Updated to include statement from MIRA
Danish pension trio ATP, PFA and PKA have told Sydney-based asset manager Macquarie that investments with the group in the near term have been threatened by a German prosecutor’s investigation into dividend trading.
The Cologne Prosecutor’s Office has opened an investigation into a number of banks surrounding dividend trading, wherein a bank loans a stock in a way that makes it briefly appear that both it and the eventual buyer are the owner, allowing both to claim a dividend tax rebate. The practice is thought to have cost Germany billions of euros in lost taxes.
CPO will be interviewing Macquarie Group’s outgoing chief executive Nicholas Moore and his replacement Shemara Wikramanayake as part of its questioning, causing the Danish investors to examine their relationship with the firm.
“With regard to new investments with Macquarie, there are a number of questions we need to have answered,” Christian Hyldahl, chief executive of ATP, told Danish broadcaster DR. “It’s difficult to imagine that we can be part of new collaborations with them in the short run.”
ATP confirmed to Infrastructure Investor that Hyldahl was speaking on behalf of all three of the pension schemes.
Earlier this year, the three pensions teamed up with Macquarie to buy Copenhagen-based telecoms firm TDC in a deal worth Dkr40.3 billion ($6.7 billion; €5.4 billion). The pension funds each bought about 16.7 percent, with Macquarie’s MEIF5 fund taking a 50 percent share. Hyldahl said he does not regret the deal, but questions remain about the future relationship.
“I would like partners who operate properly,” he explained. “Now we must see how they relate to these questions. If they cannot do it in a good and sober way, we will not be able to collaborate with them in the future.”
‘Persons of interest’
Macquarie Group acknowledged the investigation in a statement at the end of last month and said it has previously cooperated with authorities surrounding claims of German dividend trading. It also noted that legal advice in the past has led it to believe Macquarie Bank was acting lawfully, adding that it has since withdrawn from this trading market. The investigation is part of wider claims across Europe of tax evasion amounting to about €55 billion across the continent, according to investigative research group Correctiv.
“We understand the CPO will want to interview the individuals involved in the transaction, which may number up to 30 people [at Macquarie],” Macquarie’s statement said. “This is expected to include staff involved in the approval process, among them the Macquarie Group chief executive officer and the CEO designate. In order to interview all these individuals, they are likely to be formally classified under German law as persons of interest or suspects.”
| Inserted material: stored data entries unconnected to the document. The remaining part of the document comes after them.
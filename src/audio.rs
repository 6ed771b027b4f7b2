//! Audio: the decoder capability traits and their `rodio` implementation.

mod player;
mod sink;
mod types;

pub use player::RodioFactory;
pub use types::{Decoder, DecoderFactory, DecoderSignal, SignalSender};

#[cfg(test)]
mod tests;
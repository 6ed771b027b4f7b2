use crate::config;

/// Load settings, falling back to defaults.
///
/// Logging is configured from the settings, so a failure is handed back as
/// a message for the caller to log once the subscriber exists.
pub fn load_settings() -> (config::Settings, Option<String>) {
    match config::Settings::load() {
        Ok(s) => match s.validate() {
            Ok(()) => (s, None),
            Err(msg) => (
                config::Settings::default(),
                Some(format!("invalid config, using defaults: {msg}")),
            ),
        },
        // Config is optional; failures should not prevent the app from starting.
        Err(e) => (
            config::Settings::default(),
            Some(format!("failed to load config, using defaults: {e}")),
        ),
    }
}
Hyldahl described the allegations as “deeply shocking” and said the pension funds are “strongly distanced” from the scandal.
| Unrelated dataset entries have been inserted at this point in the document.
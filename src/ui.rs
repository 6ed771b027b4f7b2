//! UI rendering helpers for the terminal user interface.
//!
//! This module renders the single player screen using `ratatui`: header,
//! now-playing box, seek bar, track list and controls footer.

use ratatui::{
    Frame,
    layout::{Alignment, Constraint, Direction, Layout, Rect},
    style::{Modifier, Style},
    widgets::{Block, Borders, Clear, Gauge, List, ListItem, ListState, Padding, Paragraph, Wrap},
};
use std::{collections::BTreeMap, sync::LazyLock};

use crate::app::App;
use crate::config::{ControlsSettings, UiSettings};
use crate::library::Catalog;
use crate::session::{PlaybackState, PlaybackView, TransportIcon, format_time};

static CONTROLS_MAP: LazyLock<BTreeMap<&'static str, &'static str>> = LazyLock::new(|| {
    let mut map = BTreeMap::new();
    map.insert("j/k", "up/down");
    map.insert("gg/G", "top/bottom");
    map.insert("enter", "play selected song");
    map.insert("space/p", "play/pause");
    map.insert("h/l", "prev/next song");
    // H/L is filled dynamically from config.
    map.insert("s", "shuffle");
    map.insert("r", "repeat");
    map.insert("K", "track info");
    map.insert("q", "quit");
    map
});

/// Render the controls help text, incorporating scrub seconds.
fn controls_text(scrub_seconds: u64) -> String {
    let order = [
        "j/k", "h/l", "H/L", "enter", "space/p", "gg/G", "s", "r", "K", "q",
    ];
    order
        .iter()
        .filter_map(|k| {
            if *k == "H/L" {
                Some(format!("[H/L] seek -/+{}s", scrub_seconds))
            } else {
                CONTROLS_MAP.get(*k).map(|v| format!("[{}] {}", k, v))
            }
        })
        .collect::<Vec<String>>()
        .join(" | ")
}

/// Transport row: previous, play/pause glyph, next, shuffle and repeat.
fn transport_text(view: &PlaybackView) -> String {
    let play_pause = match view.icon {
        TransportIcon::Play => "▶",
        TransportIcon::Pause => "⏸",
    };
    let shuffle = if view.shuffle { "[shuffle]" } else { " shuffle " };
    let repeat = if view.repeat { "[repeat]" } else { " repeat " };
    format!("⏮  {}  ⏭    {}  {}", play_pause, shuffle, repeat)
}

fn state_label(state: PlaybackState) -> &'static str {
    match state {
        PlaybackState::Idle => "Stopped",
        PlaybackState::Preparing => "Loading",
        PlaybackState::Playing => "Playing",
        PlaybackState::Paused => "Paused",
    }
}

/// Window `[start, end)` of a list of `total` rows that keeps `selected`
/// centered in `height` rows, plus the selected row's offset in the window.
fn visible_window(total: usize, height: usize, selected: usize) -> (usize, usize, usize) {
    if total <= height || height == 0 {
        return (0, total, selected);
    }
    let half = height / 2;
    let mut start = selected.saturating_sub(half);
    if start + height > total {
        start = total - height;
    }
    (start, start + height, selected - start)
}

/// Compute a centered rectangle with given size constrained to `r`.
fn centered_rect_sized(mut width: u16, mut height: u16, r: Rect) -> Rect {
    width = width.min(r.width.saturating_sub(2)).max(10);
    height = height.min(r.height.saturating_sub(2)).max(5);

    let x = r.x + (r.width.saturating_sub(width) / 2);
    let y = r.y + (r.height.saturating_sub(height) / 2);
    Rect {
        x,
        y,
        width,
        height,
    }
}

fn left_padding() -> Padding {
    Padding {
        left: 1,
        right: 0,
        top: 0,
        bottom: 0,
    }
}

/// Render the entire UI into the provided `frame`.
pub fn draw(
    frame: &mut Frame,
    app: &App,
    catalog: &Catalog,
    view: &PlaybackView,
    state: PlaybackState,
    ui_settings: &UiSettings,
    controls_settings: &ControlsSettings,
) {
    let chunks = Layout::default()
        .direction(Direction::Vertical)
        .constraints([
            Constraint::Length(3),
            Constraint::Length(5),
            Constraint::Length(3),
            Constraint::Min(1),
            Constraint::Length(4),
        ])
        .split(frame.area());

    // Header
    let header = Paragraph::new(ui_settings.header_text.as_str())
        .alignment(Alignment::Center)
        .block(
            Block::default()
                .borders(Borders::ALL)
                .title(" cadenza ")
                .title_alignment(Alignment::Center),
        );
    frame.render_widget(header, chunks[0]);

    // Now playing
    let mut lines: Vec<String> = Vec::new();
    if view.title.is_empty() {
        lines.push(state_label(state).to_string());
    } else {
        lines.push(format!("{}  ({})", view.title, state_label(state)));
        lines.push(view.artist.clone());
    }
    lines.push(transport_text(view));
    if let Some(err) = &view.error {
        lines.push(format!("Error: {}", err));
    }
    let now_playing = Paragraph::new(lines.join("\n"))
        .block(Block::bordered().padding(left_padding()).title(" now playing "))
        .wrap(Wrap { trim: true });
    frame.render_widget(now_playing, chunks[1]);

    // Seek bar
    let gauge = Gauge::default()
        .block(Block::default().borders(Borders::ALL))
        .ratio(view.progress())
        .label(format!("{} / {}", view.elapsed_text, view.total_text));
    frame.render_widget(gauge, chunks[2]);

    // Track list
    {
        let total = app.titles.len();
        let (start, end, selected_in_window) =
            visible_window(total, chunks[3].height.saturating_sub(2) as usize, app.selected);

        let items: Vec<ListItem> = app.titles[start..end]
            .iter()
            .map(|t| ListItem::new(t.as_str()))
            .collect();

        let title = if total == 0 {
            " tracks (none found) ".to_string()
        } else {
            format!(" tracks ({}) ", total)
        };
        let list = List::new(items)
            .block(Block::default().borders(Borders::ALL).title(title))
            .highlight_style(Style::default().add_modifier(Modifier::REVERSED))
            .highlight_symbol("> ");
        let mut list_state = ListState::default();
        if total > 0 {
            list_state.select(Some(selected_in_window));
        }
        frame.render_stateful_widget(list, chunks[3], &mut list_state);
    }

    // Overlay track info popup (keeps list visible under it)
    if app.info_window {
        let popup_area = centered_rect_sized(72, 8, chunks[3]);
        frame.render_widget(Clear, popup_area);

        let info = match catalog.get(app.selected) {
            Some(track) => format!(
                "Title: {}\nArtist: {}\nDuration: {}\nSource: {}",
                track.title,
                track.artist,
                format_time(track.duration_ms),
                track.source
            ),
            None => "No track selected".to_string(),
        };
        let info_paragraph = Paragraph::new(info)
            .block(
                Block::default()
                    .padding(left_padding())
                    .borders(Borders::ALL)
                    .title(" track info (K closes) "),
            )
            .wrap(Wrap { trim: true });
        frame.render_widget(info_paragraph, popup_area);
    }

    let footer = Paragraph::new(controls_text(controls_settings.scrub_seconds))
        .block(
            Block::default()
                .borders(Borders::ALL)
                .title(" controls ")
                .padding(left_padding()),
        )
        .wrap(Wrap { trim: true });
    frame.render_widget(footer, chunks[4]);
}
Macquarie Infrastructure and Real Assets said it continues to engage with partners and investors, although denied elements of the allegations.
“We believe that some of the media coverage in Denmark has mischaracterised the situation by using materials taken out of context or relating to transactions that did not occur,” a spokeswoman said. “To be clear, Macquarie did not trade Danish equities, did not make withholding tax claims in Denmark, did not lend to funds trading Danish shares and has no knowledge of funds making any withholding tax claims in Denmark. We acknowledge that in certain jurisdictions, tax rules have changed and where that is the case we have worked with governments to ensure there has been no lasting impact to their fiscal position.”
Infrastructure Investor revealed last month that MIRA had hired Philip Mikkelsen, previously director at DWS, as a managing director in its investor solutions group responsible for leading MIRA’s coverage of Nordic institutional investors. The hire was believed to be the first of several planned by MIRA for the region.